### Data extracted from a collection
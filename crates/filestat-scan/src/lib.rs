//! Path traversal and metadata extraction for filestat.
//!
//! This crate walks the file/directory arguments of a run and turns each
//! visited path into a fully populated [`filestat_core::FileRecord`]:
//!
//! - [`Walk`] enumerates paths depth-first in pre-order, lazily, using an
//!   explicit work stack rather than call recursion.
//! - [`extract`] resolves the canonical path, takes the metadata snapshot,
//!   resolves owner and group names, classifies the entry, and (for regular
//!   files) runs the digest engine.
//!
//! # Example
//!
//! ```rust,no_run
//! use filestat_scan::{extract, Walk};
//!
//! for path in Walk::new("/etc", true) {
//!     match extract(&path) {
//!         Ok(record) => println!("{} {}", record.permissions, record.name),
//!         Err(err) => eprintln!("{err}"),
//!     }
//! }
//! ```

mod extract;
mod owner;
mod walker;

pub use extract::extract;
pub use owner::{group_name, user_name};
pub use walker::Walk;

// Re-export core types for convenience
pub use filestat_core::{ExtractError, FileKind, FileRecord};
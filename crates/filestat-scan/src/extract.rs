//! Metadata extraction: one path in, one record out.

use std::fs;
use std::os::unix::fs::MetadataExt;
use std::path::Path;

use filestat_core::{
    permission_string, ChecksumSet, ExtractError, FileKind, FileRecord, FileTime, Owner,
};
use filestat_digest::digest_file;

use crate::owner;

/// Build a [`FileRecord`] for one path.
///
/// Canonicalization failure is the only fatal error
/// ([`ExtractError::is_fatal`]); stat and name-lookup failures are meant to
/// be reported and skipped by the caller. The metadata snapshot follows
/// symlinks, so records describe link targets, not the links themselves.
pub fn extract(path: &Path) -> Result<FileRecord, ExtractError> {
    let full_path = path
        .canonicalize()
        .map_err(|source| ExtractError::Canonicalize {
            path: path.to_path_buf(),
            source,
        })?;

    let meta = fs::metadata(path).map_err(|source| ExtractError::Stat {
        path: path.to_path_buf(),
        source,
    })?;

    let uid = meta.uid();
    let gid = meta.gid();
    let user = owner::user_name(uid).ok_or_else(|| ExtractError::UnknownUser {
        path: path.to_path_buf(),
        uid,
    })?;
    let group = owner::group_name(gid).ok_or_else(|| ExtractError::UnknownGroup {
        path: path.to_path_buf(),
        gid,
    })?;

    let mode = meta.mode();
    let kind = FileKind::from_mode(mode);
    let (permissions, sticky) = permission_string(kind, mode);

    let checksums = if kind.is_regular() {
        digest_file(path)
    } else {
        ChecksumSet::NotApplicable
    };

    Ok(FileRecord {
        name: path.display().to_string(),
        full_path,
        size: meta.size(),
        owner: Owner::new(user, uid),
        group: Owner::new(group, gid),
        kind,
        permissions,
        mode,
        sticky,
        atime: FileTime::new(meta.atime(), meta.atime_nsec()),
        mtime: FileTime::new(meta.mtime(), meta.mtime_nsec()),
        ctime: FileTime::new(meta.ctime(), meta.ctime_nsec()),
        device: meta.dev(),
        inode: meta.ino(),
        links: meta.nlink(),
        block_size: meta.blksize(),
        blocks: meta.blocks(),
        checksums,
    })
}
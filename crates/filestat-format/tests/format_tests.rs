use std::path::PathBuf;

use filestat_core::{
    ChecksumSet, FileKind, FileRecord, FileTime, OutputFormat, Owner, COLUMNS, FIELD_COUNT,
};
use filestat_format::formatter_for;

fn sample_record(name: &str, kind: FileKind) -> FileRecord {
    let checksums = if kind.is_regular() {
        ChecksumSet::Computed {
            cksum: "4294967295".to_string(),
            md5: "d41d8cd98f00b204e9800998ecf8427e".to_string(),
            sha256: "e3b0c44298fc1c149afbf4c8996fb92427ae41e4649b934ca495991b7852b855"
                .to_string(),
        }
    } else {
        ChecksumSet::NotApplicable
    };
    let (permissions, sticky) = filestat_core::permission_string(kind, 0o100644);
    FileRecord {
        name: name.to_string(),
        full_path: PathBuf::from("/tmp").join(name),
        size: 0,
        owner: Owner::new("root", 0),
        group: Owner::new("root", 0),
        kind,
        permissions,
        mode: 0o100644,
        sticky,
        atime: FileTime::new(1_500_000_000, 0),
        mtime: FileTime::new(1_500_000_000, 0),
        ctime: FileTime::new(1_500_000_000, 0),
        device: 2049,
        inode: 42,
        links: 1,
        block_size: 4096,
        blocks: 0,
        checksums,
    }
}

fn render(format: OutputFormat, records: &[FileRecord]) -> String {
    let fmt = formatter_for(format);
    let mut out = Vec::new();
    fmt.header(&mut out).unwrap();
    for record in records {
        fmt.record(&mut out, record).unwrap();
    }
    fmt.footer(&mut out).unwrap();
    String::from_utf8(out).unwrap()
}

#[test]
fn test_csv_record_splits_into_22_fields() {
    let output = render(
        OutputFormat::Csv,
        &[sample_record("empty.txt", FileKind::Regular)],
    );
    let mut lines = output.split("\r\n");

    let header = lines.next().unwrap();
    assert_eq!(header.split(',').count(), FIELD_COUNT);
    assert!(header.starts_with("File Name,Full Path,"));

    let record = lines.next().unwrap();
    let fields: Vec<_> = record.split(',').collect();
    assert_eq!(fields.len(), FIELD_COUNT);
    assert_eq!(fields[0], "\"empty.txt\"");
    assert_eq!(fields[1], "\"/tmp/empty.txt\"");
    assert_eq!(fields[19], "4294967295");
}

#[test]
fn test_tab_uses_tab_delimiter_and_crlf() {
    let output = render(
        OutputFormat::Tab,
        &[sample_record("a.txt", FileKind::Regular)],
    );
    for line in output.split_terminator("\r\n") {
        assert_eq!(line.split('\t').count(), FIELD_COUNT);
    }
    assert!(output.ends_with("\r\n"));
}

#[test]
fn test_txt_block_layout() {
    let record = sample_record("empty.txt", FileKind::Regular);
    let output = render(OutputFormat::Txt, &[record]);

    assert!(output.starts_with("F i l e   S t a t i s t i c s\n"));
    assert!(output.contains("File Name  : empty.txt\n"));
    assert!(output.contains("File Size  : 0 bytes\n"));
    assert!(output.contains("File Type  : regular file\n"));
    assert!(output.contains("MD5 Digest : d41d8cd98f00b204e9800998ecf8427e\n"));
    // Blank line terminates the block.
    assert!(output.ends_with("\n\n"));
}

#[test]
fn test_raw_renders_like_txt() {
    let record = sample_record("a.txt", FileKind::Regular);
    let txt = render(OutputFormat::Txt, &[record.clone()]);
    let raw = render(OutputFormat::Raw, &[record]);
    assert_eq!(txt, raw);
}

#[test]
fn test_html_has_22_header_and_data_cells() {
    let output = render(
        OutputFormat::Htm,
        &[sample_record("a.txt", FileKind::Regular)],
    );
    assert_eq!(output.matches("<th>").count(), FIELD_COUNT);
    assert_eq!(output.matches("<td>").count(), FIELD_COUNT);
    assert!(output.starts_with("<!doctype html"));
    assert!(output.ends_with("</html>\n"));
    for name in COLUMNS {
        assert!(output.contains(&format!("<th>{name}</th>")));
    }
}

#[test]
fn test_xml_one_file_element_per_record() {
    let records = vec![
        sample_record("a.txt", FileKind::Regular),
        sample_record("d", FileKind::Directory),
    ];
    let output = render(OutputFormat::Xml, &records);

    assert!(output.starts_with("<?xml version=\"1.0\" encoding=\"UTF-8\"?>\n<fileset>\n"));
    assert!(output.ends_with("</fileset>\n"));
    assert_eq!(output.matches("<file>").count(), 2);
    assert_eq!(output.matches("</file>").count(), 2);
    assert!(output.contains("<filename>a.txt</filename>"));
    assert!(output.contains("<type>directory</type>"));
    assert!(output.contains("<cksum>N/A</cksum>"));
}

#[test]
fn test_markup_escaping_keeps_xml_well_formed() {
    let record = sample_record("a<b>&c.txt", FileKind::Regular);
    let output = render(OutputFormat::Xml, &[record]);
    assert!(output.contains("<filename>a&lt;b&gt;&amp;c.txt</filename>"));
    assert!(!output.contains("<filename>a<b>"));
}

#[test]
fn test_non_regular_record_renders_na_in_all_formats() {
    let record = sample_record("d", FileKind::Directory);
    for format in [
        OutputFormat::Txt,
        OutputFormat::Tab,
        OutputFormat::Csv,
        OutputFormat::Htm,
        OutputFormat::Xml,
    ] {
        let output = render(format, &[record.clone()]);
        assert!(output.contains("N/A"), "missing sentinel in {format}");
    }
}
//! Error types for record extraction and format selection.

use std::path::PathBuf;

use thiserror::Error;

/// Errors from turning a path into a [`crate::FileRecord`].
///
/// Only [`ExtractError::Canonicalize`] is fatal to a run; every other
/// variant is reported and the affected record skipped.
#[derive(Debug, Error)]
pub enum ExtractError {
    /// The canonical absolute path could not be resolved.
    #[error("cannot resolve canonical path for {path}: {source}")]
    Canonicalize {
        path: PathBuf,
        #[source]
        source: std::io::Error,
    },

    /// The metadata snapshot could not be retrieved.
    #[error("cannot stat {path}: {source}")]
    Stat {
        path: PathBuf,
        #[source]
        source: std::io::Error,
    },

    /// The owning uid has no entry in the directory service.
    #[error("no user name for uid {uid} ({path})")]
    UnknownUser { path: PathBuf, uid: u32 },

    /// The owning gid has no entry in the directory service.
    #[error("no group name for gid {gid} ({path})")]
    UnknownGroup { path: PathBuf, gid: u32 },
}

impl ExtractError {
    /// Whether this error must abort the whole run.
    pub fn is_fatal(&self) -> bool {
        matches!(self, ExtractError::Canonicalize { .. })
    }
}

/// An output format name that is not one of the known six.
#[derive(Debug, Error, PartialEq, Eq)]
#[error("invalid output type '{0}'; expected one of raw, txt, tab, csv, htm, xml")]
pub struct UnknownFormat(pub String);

### Work order
From the data above, return every line from the line that has "than call recursion." up to and including the line that has "use std::path::Path;", exactly.

### Reply
//!   explicit work stack rather than call recursion.
//! - [`extract`] resolves the canonical path, takes the metadata snapshot,
//!   resolves owner and group names, classifies the entry, and (for regular
//!   files) runs the digest engine.
//!
//! # Example
//!
//! ```rust,no_run
//! use filestat_scan::{extract, Walk};
//!
//! for path in Walk::new("/etc", true) {
//!     match extract(&path) {
//!         Ok(record) => println!("{} {}", record.permissions, record.name),
//!         Err(err) => eprintln!("{err}"),
//!     }
//! }
//! ```

mod extract;
mod owner;
mod walker;

pub use extract::extract;
pub use owner::{group_name, user_name};
pub use walker::Walk;

// Re-export core types for convenience
pub use filestat_core::{ExtractError, FileKind, FileRecord};
filename crates/filestat-scan/src/extract.rs
//! Metadata extraction: one path in, one record out.

use std::fs;
use std::os::unix::fs::MetadataExt;
use std::path::Path;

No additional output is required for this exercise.